Support for at least the following type of filter criteria is required:
- Filtering on Region of Interest
- Filtering on Samples of interest
- Filtering on Variant Quality (QUAL)
- Filtering on Genotype call rate (INFO/AN / (number of samples*2))
- Number of alternative alleles (INFO/AC)
- Filtering on alternative allele frequency (INFO/AF)
- Samples required to HOM_REF,HET,HOM_ALT
- Samples to have contrasting genotypes
Preferred supported filtering criteria:
- Filtering on sample specific or minimal/maximum/average genotype depth
- Filtering on sample specific or minimal/maximum/average genotype quality
- Distance to nearest neighbor variants upstream and downstream
Depending on filter support for genotype depth and genotype quality these VCF/BCF/R specific format files can be quite big.
So compact (small data size) R specific format and multi-threaded filtering might also be useful/required when loading everything to memory on a big machine.
Or streaming parsing of the VCF/BCF file (like BCFtools and CYVCF2 do) .
What would be the best way and library to do SNP selection using the above filter criteria in R?
Is there maybe something like CYVCF2 (python wrapper around HTSLIB VCF parser) for R?
Or maybe a BCFTools like something in R?
Or some other good R library for doing this?
The targeted downstream users are R(studio) users who would like to have this functionality in the environment that they are used to and already use for related tasks.
The VCF can optionally be (pre) converted to TAB delimited format with bcftools query.
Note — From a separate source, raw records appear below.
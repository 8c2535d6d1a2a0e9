//! Per-account run outcome: the stage reached and a record per step.

use ethers::types::Address;
use std::fmt;

#[derive(Debug, Clone, Copy, PartialEq, Eq, Hash)]
pub enum Step {
    Login,
    Profile,
    CheckIn,
    Faucet,
    Swap,
    SendNative,
    Stake,
    FinalProfile,
}

impl Step {
    pub fn as_str(&self) -> &'static str {
        match self {
            Step::Login => "login",
            Step::Profile => "profile",
            Step::CheckIn => "check-in",
            Step::Faucet => "faucet",
            Step::Swap => "swap",
            Step::SendNative => "send-native",
            Step::Stake => "stake",
            Step::FinalProfile => "final-profile",
        }
    }
}

impl fmt::Display for Step {
    fn fmt(&self, f: &mut fmt::Formatter<'_>) -> fmt::Result {
        f.write_str(self.as_str())
    }
}

/// Progress of one account through the sequence. Stages only move forward;
/// `Aborted` is reachable only from `Init` when authentication fails.
#[derive(Debug, Clone, Copy, PartialEq, Eq, PartialOrd, Ord)]
pub enum Stage {
    Init,
    Authenticated,
    CheckedIn,
    FaucetClaimed,
    Swapped,
    TransfersSent,
    Staked,
    Done,
    Aborted,
}

impl Stage {
    /// Stage reached once `step` has been attempted
    pub fn after(step: Step) -> Option<Stage> {
        match step {
            Step::Login => Some(Stage::Authenticated),
            Step::Profile => None,
            Step::CheckIn => Some(Stage::CheckedIn),
            Step::Faucet => Some(Stage::FaucetClaimed),
            Step::Swap => Some(Stage::Swapped),
            Step::SendNative => Some(Stage::TransfersSent),
            Step::Stake => Some(Stage::Staked),
            Step::FinalProfile => Some(Stage::Done),
        }
    }

    pub fn is_terminal(&self) -> bool {
        matches!(self, Stage::Done | Stage::Aborted)
    }
}

#[derive(Debug, Clone, PartialEq, Eq)]
pub enum StepStatus {
    Completed,
    /// The service reports the action was already taken today
    AlreadyDone(String),
    Skipped(String),
    Failed(String),
}

impl StepStatus {
    pub fn is_failed(&self) -> bool {
        matches!(self, StepStatus::Failed(_))
    }
}

impl fmt::Display for StepStatus {
    fn fmt(&self, f: &mut fmt::Formatter<'_>) -> fmt::Result {
        match self {
            StepStatus::Completed => write!(f, "completed"),
            StepStatus::AlreadyDone(msg) => write!(f, "already done ({})", msg),
            StepStatus::Skipped(why) => write!(f, "skipped ({})", why),
            StepStatus::Failed(why) => write!(f, "failed ({})", why),
        }
    }
}

#[derive(Debug, Clone, PartialEq, Eq)]
pub struct StepRecord {
    pub step: Step,
    pub status: StepStatus,
    pub tx_hashes: Vec<String>,
}

impl StepRecord {
    pub fn new(step: Step, status: StepStatus) -> Self {
        Self {
            step,
            status,
            tx_hashes: Vec::new(),
        }
    }

    pub fn completed(step: Step) -> Self {
        Self::new(step, StepStatus::Completed)
    }

    pub fn failed(step: Step, reason: impl ToString) -> Self {
        Self::new(step, StepStatus::Failed(reason.to_string()))
    }

    pub fn skipped(step: Step, reason: impl ToString) -> Self {
        Self::new(step, StepStatus::Skipped(reason.to_string()))
    }

    pub fn with_txs(mut self, hashes: Vec<String>) -> Self {
        self.tx_hashes = hashes;
        self
    }
}

#[derive(Debug, Clone)]
pub struct RunReport {
    pub address: Address,
    pub stage: Stage,
    pub steps: Vec<StepRecord>,
    pub points_before: Option<u64>,
    pub points_after: Option<u64>,
}

impl RunReport {
    pub fn new(address: Address) -> Self {
        Self {
            address,
            stage: Stage::Init,
            steps: Vec::new(),
            points_before: None,
            points_after: None,
        }
    }

    /// Appends a record and advances the stage
    pub fn record(&mut self, record: StepRecord) {
        if let Some(next) = Stage::after(record.step) {
            if !self.stage.is_terminal() && next > self.stage {
                self.stage = next;
            }
        }
        self.steps.push(record);
    }

    pub fn abort(&mut self, record: StepRecord) {
        self.steps.push(record);
        self.stage = Stage::Aborted;
    }

    pub fn is_aborted(&self) -> bool {
        self.stage == Stage::Aborted
    }

    pub fn step(&self, step: Step) -> Option<&StepRecord> {
        self.steps.iter().find(|r| r.step == step)
    }

    pub fn failures(&self) -> impl Iterator<Item = &StepRecord> {
        self.steps.iter().filter(|r| r.status.is_failed())
    }

    pub fn tx_count(&self) -> usize {
        self.steps.iter().map(|r| r.tx_hashes.len()).sum()
    }

    /// One line for the batch summary
    pub fn summary(&self) -> String {
        let steps = self
            .steps
            .iter()
            .map(|r| format!("{}={}", r.step, r.status))
            .collect::<Vec<_>>()
            .join(", ");
        let points = match (self.points_before, self.points_after) {
            (Some(before), Some(after)) => format!(" points {} -> {}", before, after),
            (_, Some(after)) => format!(" points {}", after),
            _ => String::new(),
        };
        format!(
            "{:?} {:?} txs={}{} [{}]",
            self.address,
            self.stage,
            self.tx_count(),
            points,
            steps
        )
    }
}

#[cfg(test)]
mod tests {
    use super::*;

    #[test]
    fn test_stage_advances_in_order() {
        let mut report = RunReport::new(Address::zero());
        report.record(StepRecord::completed(Step::Login));
        assert_eq!(report.stage, Stage::Authenticated);
        report.record(StepRecord::completed(Step::Profile));
        assert_eq!(report.stage, Stage::Authenticated);
        report.record(StepRecord::failed(Step::CheckIn, "http 500"));
        assert_eq!(report.stage, Stage::CheckedIn);
        report.record(StepRecord::completed(Step::Faucet));
        report.record(StepRecord::completed(Step::SendNative));
        assert_eq!(report.stage, Stage::TransfersSent);
        report.record(StepRecord::completed(Step::Stake));
        report.record(StepRecord::completed(Step::FinalProfile));
        assert_eq!(report.stage, Stage::Done);
        assert_eq!(report.failures().count(), 1);
    }

    #[test]
    fn test_abort_is_terminal() {
        let mut report = RunReport::new(Address::zero());
        report.abort(StepRecord::failed(Step::Login, "401"));
        assert!(report.is_aborted());
        report.record(StepRecord::completed(Step::CheckIn));
        assert_eq!(report.stage, Stage::Aborted);
    }

    #[test]
    fn test_summary_lists_steps_and_txs() {
        let mut report = RunReport::new(Address::zero());
        report.points_before = Some(10);
        report.points_after = Some(30);
        report.record(StepRecord::completed(Step::Login));
        report.record(
            StepRecord::completed(Step::SendNative).with_txs(vec!["0x1".into(), "0x2".into()]),
        );
        report.record(StepRecord::skipped(Step::Stake, "zero balance"));

        let line = report.summary();
        assert!(line.contains("txs=2"));
        assert!(line.contains("points 10 -> 30"));
        assert!(line.contains("stake=skipped (zero balance)"));
        assert_eq!(report.tx_count(), 2);
    }
}
use crate::report::{Step, StepRecord};
use crate::task::{AccountStep, TaskContext};
use async_trait::async_trait;
use tracing::{info, warn};

/// Fetches the points snapshot. Used before and after the on-chain steps.
pub struct ProfileTask {
    pub final_snapshot: bool,
}

impl ProfileTask {
    pub fn initial() -> Self {
        Self {
            final_snapshot: false,
        }
    }

    pub fn last() -> Self {
        Self {
            final_snapshot: true,
        }
    }
}

#[async_trait]
impl AccountStep for ProfileTask {
    fn step(&self) -> Step {
        if self.final_snapshot {
            Step::FinalProfile
        } else {
            Step::Profile
        }
    }

    async fn run(&self, ctx: &mut TaskContext<'_>) -> StepRecord {
        let address = ctx.address();
        match ctx.api.profile(address).await {
            Some(profile) => {
                let label = if self.final_snapshot {
                    "Final points"
                } else {
                    "Current points"
                };
                info!(
                    "{}: {} (total: {})",
                    label, profile.task_points, profile.total_points
                );
                ctx.points = Some(profile.task_points);
                StepRecord::completed(self.step())
            }
            None => {
                warn!("Profile unavailable for {:?}", address);
                StepRecord::failed(self.step(), "profile unavailable")
            }
        }
    }
}
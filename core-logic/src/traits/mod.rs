use crate::utils::SecretKey;
use anyhow::Result;
use async_trait::async_trait;

/// One complete run of a bot for a single account.
///
/// Implementations build their own network clients from the key, so nothing
/// survives from one account to the next. An `Err` means the run could not
/// produce a report at all; step-level failures belong in the report.
#[async_trait]
pub trait AccountTask: Send + Sync {
    type Report: Send;

    /// Returns the name of the task
    fn name(&self) -> &str;

    /// Runs the task for the account at `index`
    async fn run(&self, index: usize, key: &SecretKey) -> Result<Self::Report>;
}
//! # Utilities Module
//!
//! Internal utility modules for the core-logic crate.
//! These modules are marked as `pub(crate)` to enforce API boundaries.

// Internal modules - not part of public API
pub(crate) mod gas;
pub(crate) mod logger;
pub mod random;
pub(crate) mod runner;
pub(crate) mod wallet_manager;

// Selective exports - only public utilities
pub use gas::GasLimits;
pub use logger::setup_logger;
pub use runner::{BatchRunner, BatchSummary};
pub use wallet_manager::{SecretKey, WalletManager};
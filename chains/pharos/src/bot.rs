use crate::api::RewardsClient;
use crate::config::PharosConfig;
use crate::ledger::{Account, EthersLedger};
use crate::report::RunReport;
use crate::sequence::AccountSequencer;
use anyhow::{Context, Result};
use async_trait::async_trait;
use core_logic::{AccountTask, SecretKey};
use tracing::{info, warn};

/// One full Pharos run for one account: binds fresh clients, then sequences.
pub struct PharosTask {
    config: PharosConfig,
}

impl PharosTask {
    pub fn new(config: PharosConfig) -> Self {
        Self { config }
    }
}

#[async_trait]
impl AccountTask for PharosTask {
    type Report = RunReport;

    fn name(&self) -> &str {
        "pharos"
    }

    async fn run(&self, index: usize, key: &SecretKey) -> Result<RunReport> {
        let account = Account::from_secret(index, key).context("Invalid private key")?;
        info!("Processing wallet {} ({:?})", account.label(), account.address);

        let contracts = self.config.contracts()?;
        // An unreachable RPC only fails the on-chain steps
        let ledger = match EthersLedger::connect(&account, &self.config).await {
            Ok(ledger) => ledger,
            Err(e) => {
                warn!("{}; on-chain steps will likely fail", e);
                EthersLedger::bind(&account, &self.config).context("Failed to bind RPC client")?
            }
        };
        let mut api = RewardsClient::new(&self.config).context("Failed to build API client")?;

        let report = AccountSequencer::new(&self.config, contracts, &ledger, &mut api)
            .run()
            .await;

        info!("Wallet {} finished at stage {:?}", account.label(), report.stage);
        Ok(report)
    }
}
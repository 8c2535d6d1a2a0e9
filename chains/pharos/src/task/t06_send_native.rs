use crate::ledger::fresh_address;
use crate::report::{Step, StepRecord};
use crate::task::{AccountStep, TaskContext};
use crate::utils::amount::{display_ether, random_wei};
use async_trait::async_trait;
use core_logic::random;
use tracing::{error, info, warn};

/// Sends several small native transfers to throwaway addresses
pub struct SendNativeTask;

#[async_trait]
impl AccountStep for SendNativeTask {
    fn step(&self) -> Step {
        Step::SendNative
    }

    async fn run(&self, ctx: &mut TaskContext<'_>) -> StepRecord {
        match ctx.ledger.native_balance().await {
            Ok(balance) => info!("Native balance: {} PHRS", display_ether(balance)),
            Err(e) => warn!("Failed to read native balance: {}", e),
        }

        let count = random::random_u64(&ctx.config.amounts.transfer_count);
        info!("Sending {} native transfers", count);

        let mut hashes = Vec::new();
        for i in 0..count {
            let amount = match random_wei(&ctx.config.amounts.send) {
                Ok(amount) => amount,
                Err(e) => {
                    return StepRecord::failed(Step::SendNative, format!("{:#}", e))
                        .with_txs(hashes)
                }
            };
            let to = fresh_address();

            match ctx.ledger.transfer_native(to, amount).await {
                Ok(receipt) => {
                    let hash = receipt.hash_hex();
                    info!(
                        "Transfer {}/{} successful! {} PHRS to {:?} TX: {}",
                        i + 1,
                        count,
                        display_ether(amount),
                        to,
                        ctx.config.explorer_link(&hash)
                    );
                    hashes.push(hash);
                }
                Err(e) => {
                    error!("Transfer {}/{} failed: {}", i + 1, count, e);
                    let sent = hashes.len();
                    return StepRecord::failed(
                        Step::SendNative,
                        format!("{} (sent {} of {})", e, sent, count),
                    )
                    .with_txs(hashes);
                }
            }

            random::random_wait(&ctx.config.delays.between_requests).await;
        }

        info!("Completed {} native transfers successfully!", hashes.len());
        StepRecord::completed(Step::SendNative).with_txs(hashes)
    }
}
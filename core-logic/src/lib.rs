//! # Core Logic - Shared Utilities for Testnet Bots
//!
//! This crate provides the chain-agnostic pieces every bot in the workspace
//! reuses: credential loading, configuration primitives, logging, random
//! delays and the sequential batch runner.
//!
//! ## Modules
//!
//! - [`config`] - Configuration structures shared by chain crates
//! - [`error`] - Typed error handling with thiserror
//! - [`traits`] - Core trait definitions
//! - `utils` - Utility modules (wallets, logger, random, gas, runner)

pub mod config;
pub mod error;
pub mod traits;
pub(crate) mod utils;

pub use config::{Bounds, LogConfig, ProxyConfig};
pub use error::{ConfigError, CoreError, WalletError};
pub use traits::AccountTask;

// Utils are pub(crate) - only export specific public utilities
pub use utils::{
    random, setup_logger, BatchRunner, BatchSummary, GasLimits, SecretKey, WalletManager,
};
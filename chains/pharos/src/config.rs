use anyhow::Result;
use config::{Config, Environment, File, FileFormat};
use core_logic::{Bounds, ConfigError, GasLimits, LogConfig, ProxyConfig};
use ethers::types::Address;
use serde::Deserialize;
use std::collections::BTreeMap;
use std::str::FromStr;
use std::time::Duration;

/// Immutable runtime configuration. Built once in `main` and passed by
/// reference to every client and to the sequencer.
#[derive(Debug, Clone, Deserialize)]
#[serde(default)]
pub struct PharosConfig {
    pub network: NetworkSettings,
    pub contracts: ContractAddresses,
    pub delays: DelaySettings,
    pub amounts: AmountSettings,
    pub tasks: TaskToggles,
    pub gas: GasLimits,
    pub headers: BTreeMap<String, String>,
    pub proxy: Option<ProxyConfig>,
    pub logging: LogConfig,
    /// Message signed for the login signature
    pub sign_message: String,
}

#[derive(Debug, Clone, Deserialize)]
#[serde(default)]
pub struct NetworkSettings {
    pub api_base_url: String,
    pub rpc_url: String,
    pub chain_id: u64,
    pub explorer_url: String,
    pub request_timeout_secs: u64,
    pub tx_timeout_secs: u64,
    pub confirmations: usize,
    /// Send pre-EIP-1559 transactions
    pub legacy_transactions: bool,
}

#[derive(Debug, Clone, Deserialize)]
#[serde(default)]
pub struct ContractAddresses {
    pub wphrs: String,
    pub usdc: String,
    pub swap_router: String,
    pub staking: String,
    pub stake_token: String,
}

#[derive(Debug, Clone, Deserialize)]
#[serde(default)]
pub struct DelaySettings {
    /// Jitter between steps, seconds
    pub between_requests: Bounds<u64>,
    /// Fixed pause between accounts, seconds
    pub between_accounts: u64,
}

#[derive(Debug, Clone, Deserialize)]
#[serde(default)]
pub struct AmountSettings {
    /// Native amount per transfer, ether
    pub send: Bounds<f64>,
    /// Swap input amount, ether
    pub swap: Bounds<f64>,
    pub stake_percent: Bounds<f64>,
    pub transfer_count: Bounds<u64>,
    /// Pool fee tier for `exactInputSingle`
    pub swap_fee: u32,
}

#[derive(Debug, Clone, Deserialize)]
#[serde(default)]
pub struct TaskToggles {
    pub swap: bool,
}

/// Parsed contract addresses
#[derive(Debug, Clone, Copy, PartialEq, Eq)]
pub struct Contracts {
    pub wphrs: Address,
    pub usdc: Address,
    pub swap_router: Address,
    pub staking: Address,
    pub stake_token: Address,
}

impl Default for PharosConfig {
    fn default() -> Self {
        let headers = [
            ("accept", "*/*"),
            ("content-type", "application/json"),
            ("origin", "https://testnet.pharosnetwork.xyz"),
            ("referer", "https://testnet.pharosnetwork.xyz/"),
            (
                "user-agent",
                "Mozilla/5.0 (Windows NT 10.0; Win64; x64) AppleWebKit/537.36 (KHTML, like Gecko) Chrome/115.0.0.0 Safari/537.36",
            ),
        ]
        .into_iter()
        .map(|(k, v)| (k.to_string(), v.to_string()))
        .collect();

        Self {
            network: NetworkSettings::default(),
            contracts: ContractAddresses::default(),
            delays: DelaySettings::default(),
            amounts: AmountSettings::default(),
            tasks: TaskToggles::default(),
            gas: GasLimits::default(),
            headers,
            proxy: None,
            logging: LogConfig::default(),
            sign_message: "pharos".to_string(),
        }
    }
}

impl Default for NetworkSettings {
    fn default() -> Self {
        Self {
            api_base_url: "https://api.pharosnetwork.xyz".to_string(),
            rpc_url: "https://testnet.dplabs-internal.com".to_string(),
            chain_id: 688688,
            explorer_url: "https://testnet.pharosscan.xyz/tx/".to_string(),
            request_timeout_secs: 30,
            tx_timeout_secs: 180,
            confirmations: 1,
            legacy_transactions: false,
        }
    }
}

impl Default for ContractAddresses {
    fn default() -> Self {
        Self {
            wphrs: "0x76aaada469d23216be5f7c596fa25f282ff9b364".to_string(),
            usdc: "0x4d21582f50Fb5D211fd69ABF065AD07E8738870D".to_string(),
            swap_router: "0x1a4de519154ae51200b0ad7c90f7fac75547888a".to_string(),
            staking: "0x0000000000000000000000000000000000000000".to_string(),
            stake_token: "0x76aaada469d23216be5f7c596fa25f282ff9b364".to_string(),
        }
    }
}

impl Default for DelaySettings {
    fn default() -> Self {
        Self {
            between_requests: Bounds::new(3, 10),
            between_accounts: 10,
        }
    }
}

impl Default for AmountSettings {
    fn default() -> Self {
        Self {
            send: Bounds::new(0.001, 0.002),
            swap: Bounds::new(0.001, 0.002),
            stake_percent: Bounds::new(5.0, 10.0),
            transfer_count: Bounds::new(10, 15),
            swap_fee: 500,
        }
    }
}

impl Default for TaskToggles {
    fn default() -> Self {
        Self { swap: false }
    }
}

impl PharosConfig {
    pub const ENV_PREFIX: &'static str = "PHAROS";

    /// Defaults, then the TOML file at `path` (if it exists), then
    /// `PHAROS__SECTION__KEY` environment variables.
    pub fn load(path: &str) -> Result<Self> {
        let settings = Config::builder()
            .add_source(File::with_name(path).required(false))
            .add_source(
                Environment::with_prefix(Self::ENV_PREFIX)
                    .prefix_separator("__")
                    .separator("__")
                    .try_parsing(true),
            )
            .build()?;

        Self::from_settings(settings)
    }

    pub fn from_toml_str(content: &str) -> Result<Self> {
        let settings = Config::builder()
            .add_source(File::from_str(content, FileFormat::Toml))
            .build()?;

        Self::from_settings(settings)
    }

    fn from_settings(settings: Config) -> Result<Self> {
        let mut config: Self = settings.try_deserialize().map_err(|e| ConfigError::Parse {
            msg: e.to_string(),
        })?;
        config.headers = Self::merged_headers(std::mem::take(&mut config.headers));
        config.validate()?;
        Ok(config)
    }

    /// Configured headers layered over the defaults, names lowercased.
    fn merged_headers(overrides: BTreeMap<String, String>) -> BTreeMap<String, String> {
        let mut headers = Self::default().headers;
        headers.extend(
            overrides
                .into_iter()
                .map(|(name, value)| (name.to_ascii_lowercase(), value)),
        );
        headers
    }

    pub fn validate(&self) -> Result<(), ConfigError> {
        check_url("network.api_base_url", &self.network.api_base_url)?;
        check_url("network.rpc_url", &self.network.rpc_url)?;

        if self.network.chain_id == 0 {
            return Err(invalid("network.chain_id", "must be non-zero"));
        }
        if self.network.confirmations == 0 {
            return Err(invalid("network.confirmations", "must be at least 1"));
        }
        if self.network.tx_timeout_secs == 0 {
            return Err(invalid("network.tx_timeout_secs", "must be non-zero"));
        }

        self.delays.between_requests.validate("delays.between_requests")?;
        self.amounts.send.validate("amounts.send")?;
        self.amounts.swap.validate("amounts.swap")?;
        self.amounts.transfer_count.validate("amounts.transfer_count")?;
        self.amounts.stake_percent.validate("amounts.stake_percent")?;

        if self.amounts.send.min < 0.0 || self.amounts.swap.min < 0.0 {
            return Err(invalid("amounts", "amounts must not be negative"));
        }
        let pct = &self.amounts.stake_percent;
        if pct.min < 0.0 || pct.max > 100.0 {
            return Err(invalid(
                "amounts.stake_percent",
                "percent must lie within [0, 100]",
            ));
        }
        if !self.gas.is_valid() {
            return Err(invalid("gas", "gas limits must be non-zero"));
        }

        self.contracts()?;
        Ok(())
    }

    pub fn contracts(&self) -> Result<Contracts, ConfigError> {
        let c = &self.contracts;
        Ok(Contracts {
            wphrs: parse_address("contracts.wphrs", &c.wphrs)?,
            usdc: parse_address("contracts.usdc", &c.usdc)?,
            swap_router: parse_address("contracts.swap_router", &c.swap_router)?,
            staking: parse_address("contracts.staking", &c.staking)?,
            stake_token: parse_address("contracts.stake_token", &c.stake_token)?,
        })
    }

    pub fn request_timeout(&self) -> Duration {
        Duration::from_secs(self.network.request_timeout_secs)
    }

    pub fn tx_timeout(&self) -> Duration {
        Duration::from_secs(self.network.tx_timeout_secs)
    }

    pub fn account_pause(&self) -> Duration {
        Duration::from_secs(self.delays.between_accounts)
    }

    pub fn explorer_link(&self, tx_hash: &str) -> String {
        format!("{}{}", self.network.explorer_url, tx_hash)
    }
}

fn invalid(field: &str, reason: &str) -> ConfigError {
    ConfigError::InvalidValue {
        field: field.to_string(),
        reason: reason.to_string(),
    }
}

fn check_url(field: &str, value: &str) -> Result<(), ConfigError> {
    url::Url::parse(value)
        .map(|_| ())
        .map_err(|_| ConfigError::InvalidUrl {
            field: field.to_string(),
            url: value.to_string(),
        })
}

fn parse_address(field: &str, value: &str) -> Result<Address, ConfigError> {
    Address::from_str(value.trim()).map_err(|_| ConfigError::InvalidAddress {
        field: field.to_string(),
        value: value.to_string(),
    })
}
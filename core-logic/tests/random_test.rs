use core_logic::random::{random_delay, random_f64, random_u64, random_wait};
use core_logic::Bounds;
use std::time::Duration;

#[test]
fn test_random_u64_stays_in_bounds() {
    let bounds = Bounds::new(10u64, 15);
    for _ in 0..500 {
        let n = random_u64(&bounds);
        assert!(bounds.contains(n), "{} out of range", n);
    }
}

#[test]
fn test_random_u64_hits_both_ends() {
    let bounds = Bounds::new(0u64, 1);
    let mut seen = [false; 2];
    for _ in 0..500 {
        seen[random_u64(&bounds) as usize] = true;
    }
    assert!(seen[0] && seen[1]);
}

#[test]
fn test_random_f64_stays_in_bounds() {
    let bounds = Bounds::new(5.0f64, 10.0);
    for _ in 0..500 {
        let p = random_f64(&bounds);
        assert!((5.0..=10.0).contains(&p));
    }
}

#[test]
fn test_degenerate_bounds_return_min() {
    assert_eq!(random_u64(&Bounds::fixed(7)), 7);
    assert_eq!(random_f64(&Bounds::fixed(2.5)), 2.5);
    assert_eq!(random_delay(&Bounds::fixed(3)), Duration::from_secs(3));
}

#[tokio::test]
async fn test_random_wait_zero_returns_immediately() {
    let slept = random_wait(&Bounds::fixed(0)).await;
    assert!(slept.is_zero());
}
Or to any specific R format.
A high level / coarse filter on region of interest and samples of interest filter might already have been done. It's often (but not always) more about iterative / dynamic fine grained filtering final selection of SNPs.
Why do you need to use R? I would never recommend anyone to do VCF filtering in R, or Excel.
Targeted downstream users are R(studio) users who would like to have this functionality in the environment that they are used to and already use for related tasks.
Okay, I don't know of any tools because it's not something about which I have thought. Maybe others have ideas.
From my perspective, you could use system calls from within R, i.e., system calls that call BCFtools, etc., and then wrap these as functions for your users. This assumes that they use R Server or R on a linux cluster.
I'm sure that Pierre has some ideas here, when he next checks in
Also remember that a VCF is essentiall just a tab-separated file, apart from the header. Parsing it should be easy in R, but I just worry about speed.
the VCF can optionally be converted to TAB delimited format with bcftools query. Or to any specific R format.
Should that not suffice, in that case? You may look up the MAF variant format, in that case, just to stick to convention. The MAF format was developed in light of the TCGA deluge of data, as far as I know.
I would always add a unique identifier for each variant, too, consisting of
sample:chr:pos:ref:alt
(i.e. used as rownames in a R data-frame)Just load a TAB file as a data frame is certainly an option. I was hoping there would be a R library that would support:
Sometimes the input VCF already has been filtered for regions and samples of interest. So it's now always very big (i.e. could be opened in Excel if you really wanted to) , but sometimes it still is very big (more suited for streaming processing with bcftools/cyvcf2).
Well, I worked with a colleague in California who always opened my VCFs in Excel, but therefore I had to limit the variants to < ~1,000,000 due to limits in Excel. Although frowned upon, it's not always possible to keep everything within the coding environment, nor is it practical.
see the previous question on biostars and the examples for my tool vcffilterjdk : http://lindenb.github.io/jvarkit/VcfFilterJdk.html
I was looking for something R specific Pierre. VcfFilterJdk is as R specific as writing an CYVCF2 python script and then executing that via R system2 call to the CYVCF2 script.